February 17, 2015 — Results of the NELSON lung cancer screening trial using low dose computed tomography (LDCT) can be used to predict the effect of population-based screening on the Dutch population. Researchers say the study results — which were published in the Journal of Thoracic Oncology — can be used even though there were slight differences in baseline characteristics of participants in the control arm versus eligible non-participants.
In the United States, the National Lung Screening Trial (NLST) showed that lung cancer screening with LDCT can reduce lung cancer mortality by 20 percent compared to chest X-ray for a high-risk population defined as current or former smokers with at least a 30 pack-year history and an age of 55-74 years.
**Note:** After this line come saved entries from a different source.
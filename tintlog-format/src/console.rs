//! Console-style output sink.
//!
//! A sink receives printf-like payloads (`%s`, `%d`, `%o` consume an argument
//! as text, `%c` consumes a style argument) the way a browser console does.
//! Terminal sinks drop the style arguments.

use std::fmt;

use serde_json::Value;
use tintlog_core::Level;

use crate::formatter::MessageFormat;

/// Style of the identifier in a grouped field line.
pub const FIELD_STYLE: &str = "color: #3794ff; font-weight: bold";

#[derive(Debug, Clone, Copy, PartialEq, Eq, Hash)]
pub enum ConsoleMethod {
    Trace,
    Debug,
    Info,
    Warn,
    Error,
}

impl ConsoleMethod {
    pub fn as_str(self) -> &'static str {
        match self {
            ConsoleMethod::Trace => "trace",
            ConsoleMethod::Debug => "debug",
            ConsoleMethod::Info => "info",
            ConsoleMethod::Warn => "warn",
            ConsoleMethod::Error => "error",
        }
    }
}

impl From<Level> for ConsoleMethod {
    fn from(level: Level) -> Self {
        match level {
            Level::Trace => ConsoleMethod::Trace,
            Level::Debug => ConsoleMethod::Debug,
            Level::Info => ConsoleMethod::Info,
            Level::Warn => ConsoleMethod::Warn,
            Level::Error => ConsoleMethod::Error,
        }
    }
}

#[derive(Debug, Clone, PartialEq)]
pub enum ConsoleArg {
    Text(String),
    Value(Value),
}

impl From<&str> for ConsoleArg {
    fn from(text: &str) -> Self {
        ConsoleArg::Text(text.to_string())
    }
}

impl From<String> for ConsoleArg {
    fn from(text: String) -> Self {
        ConsoleArg::Text(text)
    }
}

impl fmt::Display for ConsoleArg {
    fn fmt(&self, f: &mut fmt::Formatter<'_>) -> fmt::Result {
        match self {
            ConsoleArg::Text(text) | ConsoleArg::Value(Value::String(text)) => f.write_str(text),
            ConsoleArg::Value(value) => write!(f, "{}", value),
        }
    }
}

pub trait Console: Send + Sync {
    fn log(&self, method: ConsoleMethod, format: &str, args: &[ConsoleArg]);

    /// Writes one flushed payload, which may take several calls when the
    /// fields are grouped.
    ///
    /// Consoles shared between threads override this to hold one lock for
    /// the whole payload, so a group never takes lines from another event.
    fn write(&self, level: Level, payload: &MessageFormat) {
        write_message(self, level, payload);
    }

    fn supports_groups(&self) -> bool {
        false
    }

    fn group_collapsed(&self, format: &str, args: &[ConsoleArg]) {
        let _ = (format, args);
    }

    fn group_end(&self) {}
}

/// Expands a console format string for a text-only destination.
///
/// Arguments left over after the format are appended, space separated.
pub fn expand_format(format: &str, args: &[ConsoleArg]) -> String {
    let mut out = String::with_capacity(format.len());
    let mut args = args.iter();
    let mut chars = format.chars().peekable();

    while let Some(c) = chars.next() {
        if c != '%' {
            out.push(c);
            continue;
        }
        match chars.peek().copied() {
            Some('s' | 'd' | 'i' | 'f' | 'o' | 'O') => {
                chars.next();
                if let Some(arg) = args.next() {
                    out.push_str(&arg.to_string());
                }
            }
            Some('c') => {
                chars.next();
                let _style = args.next();
            }
            Some('%') => {
                chars.next();
                out.push('%');
            }
            _ => out.push('%'),
        }
    }

    for arg in args {
        out.push(' ');
        out.push_str(&arg.to_string());
    }
    out
}

/// Hands a flushed payload to the console.
///
/// With a message, grouped fields and group support, the fields go one per
/// line inside a collapsed group, followed by the bare values as raw items;
/// otherwise they trail the format arguments.
pub fn write_message<C>(console: &C, level: Level, payload: &MessageFormat)
where
    C: Console + ?Sized,
{
    let method = ConsoleMethod::from(level);
    let grouped = !payload.fields.is_empty() || !payload.values.is_empty();

    if payload.has_message && grouped && console.supports_groups() {
        console.group_collapsed(&payload.format, &payload.args);
        for field in &payload.fields {
            let type_label = field
                .value()
                .type_name()
                .map(|name| format!(" ({})", name))
                .unwrap_or_default();
            console.log(
                method,
                &format!("%c{}%c{}:", field.identifier(), type_label),
                &[
                    ConsoleArg::from(FIELD_STYLE),
                    ConsoleArg::from("color: inherit"),
                    ConsoleArg::Value(field.value().to_display_json()),
                ],
            );
        }
        for value in &payload.values {
            console.log(method, "%o", &[ConsoleArg::Value(value.to_display_json())]);
        }
        console.group_end();
    } else {
        let mut args = payload.args.clone();
        args.extend(
            payload
                .fields
                .iter()
                .map(|field| ConsoleArg::Value(field.to_display_json())),
        );
        args.extend(
            payload
                .values
                .iter()
                .map(|value| ConsoleArg::Value(value.to_display_json())),
        );
        console.log(method, &payload.format, &args);
    }
}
In Europe, the ongoing Dutch-Belgian lung cancer screening trial (NELSON) investigated whether screening with LDCT can reduce lung cancer mortality by at least 25 percent compared to no screening at 10 years of follow-up for individuals aged 50-75 years with a smoking history of 15 cigarettes per day for 25 years or 10 cigarettes for 30 years, and were still smoking or had quit 10 years ago. It is important when interpreting the results of screening studies to know whether study participants are representative of the target population, since there may be selection bias in the volunteers who are willing to participate in screening programs.
In the NELSON trial individuals at high risk for lung cancer were identified by sending a health questionnaire to 606,409 persons aged 50-74. Of those that responded, 30,051 eligible subjects received an invitation to participate with 15,822 accepting and randomized to either LDCT (N=7,915) or control (N=7,907). The remaining individuals were defined as eligible non-responders (non-participants), and in this sub-study of the NELSON trial the baseline characteristics and mortality profiles of eligible non-participants (N=13,670) were compared to the control arm (N=7,453).
The results show that the control participants of the NELSON trial were statistically younger, had better self-reported health, were more physically active, higher educated, and more often former smokers compared to eligible non-participants, although the actual numerical differences were minimal. Eligible non-participants had a higher all-cause mortality rate and mortality due to cardiovascular, respiratory, and non-cancerous diseases. However, the relative proportion of subjects that died due to all types of cancer was higher among participants.
The authors noted that "so far no large lung screening trial using LDCT has studied the differences in baseline characteristics and potential effect on mortality profiles between participants and eligible non-participants. While the distribution of participant characteristics in the NELSON study suggest that the study population is somewhat younger, healthier (e.g. more physically active, less current smokers), higher educated and has a slightly different mortality rate profiles, these differences are modest and therefore it seems unlikely that these differences will influence the generalizability of the main results of the NELSON trial to the target population."